Os riscos mencionados acima foram extraídos da análise ampla de contratos de concessão celebrados em âmbito federal, estadual e municipal. A definição específica dos riscos aplicáveis a cada caso depende da análise das previsões contratuais e dos riscos alocados às partes.
Ainda de forma ampla, considerando os impactos diretos e indiretos na execução dos contratos de concessão e no recebimento de receitas tarifárias, a pandemia poderá ser enquadrada como hipótese contratual de caso fortuito ou força maior.
Segundo precedentes judiciais e do Tribunal de Contas da União, a ocorrência de fatos imprevisíveis, ou previsíveis, porém de consequência incalculáveis, retardadores ou impeditivos da execução do ajustado, como caso fortuito e força maior, é uma das hipóteses autorizadoras de reequilíbrio econômico-financeiro dos contratos.
Eventos que configurem álea econômica extraordinária e extracontratual, e que não sejam seguráveis no Brasil, deverão receber tratamento diferenciado pela Administração Pública: descumprimentos contratuais pela Concessionária (atrasos na execução das obras, por exemplo), não poderão ser passíveis de penalização, desde que a escusa seja devidamente justificada e comprovada; a recomposição do equilíbrio econômico-financeiro deverá ser acordada entre Poder Concedente e Concessionária, devendo a última demonstrar a materialidade e o prejuízo advindo desses eventos.
Os mecanismos de reequilíbrio econômico-financeiro são definidos nos instrumentos contratuais e envolvem, via de regra, alteração no valor da tarifa, alteração no prazo da concessão, alteração das obrigações contratuais da Concessionária, combinação desses mecanismos ou outro mecanismo pactuado entre as partes.

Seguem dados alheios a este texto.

//! Tool (command) node executor
//!
//! Resolves templates in the command line, environment values, and working
//! directory, then issues one execute request to the command-runner
//! collaborator. A non-zero exit code is a successful execution with a
//! non-zero status; only transport and collaborator failures are errors
//! (and retry, two attempts by default).

use super::{NodeExecutor, NodeOutput};
use crate::context::Context;
use crate::error::{EngineError, Result};
use crate::model::{Node, NodeKind, ToolNodeConfig};
use crate::resolver;
use async_trait::async_trait;
use serde_json::json;
use std::sync::Arc;
use tooling::runtime::{CommandRequest, CommandRunner};
use tracing::debug;

/// Executor for `tool` nodes
pub struct ToolExecutor {
    runner: Arc<dyn CommandRunner>,
}

impl ToolExecutor {
    /// Create an executor against a command-runner collaborator
    pub fn new(runner: Arc<dyn CommandRunner>) -> Self {
        Self { runner }
    }
}

#[async_trait]
impl NodeExecutor for ToolExecutor {
    fn kind(&self) -> NodeKind {
        NodeKind::Tool
    }

    fn max_attempts(&self) -> u32 {
        2
    }

    async fn execute(&self, node: &Node, context: &Context) -> Result<NodeOutput> {
        let config: ToolNodeConfig = serde_json::from_value(node.config.clone())
            .map_err(|e| EngineError::configuration(&node.id, e.to_string()))?;

        let env = config
            .env
            .iter()
            .map(|(name, value)| (name.clone(), resolver::resolve_str(value, context)))
            .collect();

        let request = CommandRequest {
            executor: config.executor,
            command: resolver::resolve_str(&config.command, context),
            working_dir: config
                .working_dir
                .as_deref()
                .map(|dir| resolver::resolve_str(dir, context)),
            env,
            timeout: config.timeout,
            image: config.image,
        };

        debug!(node_id = %node.id, executor = %request.executor, "Executing command");
        let result = self
            .runner
            .execute(request)
            .await
            .map_err(|e| EngineError::Execution(e.to_string()))?;

        let metadata = json!({"duration": result.duration});
        Ok(NodeOutput::new(serde_json::to_value(&result)?).with_metadata(metadata))
    }
}

#[cfg(test)]
mod tests {
    use super::*;
    use parking_lot::Mutex;
    use serde_json::json;
    use tooling::runtime::ExecutionResult;
    use tooling::ToolingError;

    struct RecordingRunner {
        requests: Mutex<Vec<CommandRequest>>,
        exit_code: i32,
        fail: bool,
    }

    #[async_trait]
    impl CommandRunner for RecordingRunner {
        async fn execute(&self, request: CommandRequest) -> tooling::Result<ExecutionResult> {
            self.requests.lock().push(request);
            if self.fail {
                return Err(ToolingError::General("executor unreachable".to_string()));
            }
            Ok(ExecutionResult {
                exit_code: self.exit_code,
                stdout: "out".to_string(),
                stderr: String::new(),
                duration: 40,
            })
        }
    }

    fn tool_node() -> Node {
        serde_json::from_value(json!({
            "id": "t",
            "type": "tool",
            "config": {
                "command": "grep ${variables.pattern} input.txt",
                "workingDir": "/work/${variables.dir}",
                "env": {"PATTERN": "${variables.pattern}"}
            }
        }))
        .unwrap()
    }

    fn context() -> Context {
        let mut variables = serde_json::Map::new();
        variables.insert("pattern".to_string(), json!("TODO"));
        variables.insert("dir".to_string(), json!("src"));
        Context::new("run-1", "tenant-1").with_variables(variables)
    }

    #[tokio::test]
    async fn test_resolves_command_env_and_working_dir() {
        let runner = Arc::new(RecordingRunner {
            requests: Mutex::new(Vec::new()),
            exit_code: 0,
            fail: false,
        });
        let executor = ToolExecutor::new(runner.clone());

        let output = executor.execute(&tool_node(), &context()).await.unwrap();
        assert_eq!(output.output["exitCode"], 0);
        assert_eq!(output.output["stdout"], "out");

        let requests = runner.requests.lock();
        assert_eq!(requests[0].command, "grep TODO input.txt");
        assert_eq!(requests[0].working_dir.as_deref(), Some("/work/src"));
        assert_eq!(requests[0].env["PATTERN"], "TODO");
        assert_eq!(requests[0].executor, "shell");
    }

    #[tokio::test]
    async fn test_non_zero_exit_is_success() {
        let runner = Arc::new(RecordingRunner {
            requests: Mutex::new(Vec::new()),
            exit_code: 2,
            fail: false,
        });
        let executor = ToolExecutor::new(runner);

        let output = executor.execute(&tool_node(), &context()).await.unwrap();
        assert_eq!(output.output["exitCode"], 2);
    }

    #[tokio::test]
    async fn test_collaborator_failure_is_execution_error() {
        let runner = Arc::new(RecordingRunner {
            requests: Mutex::new(Vec::new()),
            exit_code: 0,
            fail: true,
        });
        let executor = ToolExecutor::new(runner);

        let error = executor
            .execute(&tool_node(), &context())
            .await
            .unwrap_err();
        assert!(matches!(error, EngineError::Execution(_)));
        assert!(error.is_retryable());
    }
}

Destaca-se, por fim, que a aplicabilidade da hipótese de caso fortuito ou força maior estará sujeita à comprovação das efetivas perdas e danos suportados pela Concessionária e das disposições contratuais aplicáveis ao caso concreto. Diante do cenário macroeconômico excepcional instaurado pela pandemia, espera-se que os contratos afetados tenham seu equilíbrio econômico-financeiro preservados pela Administração Pública.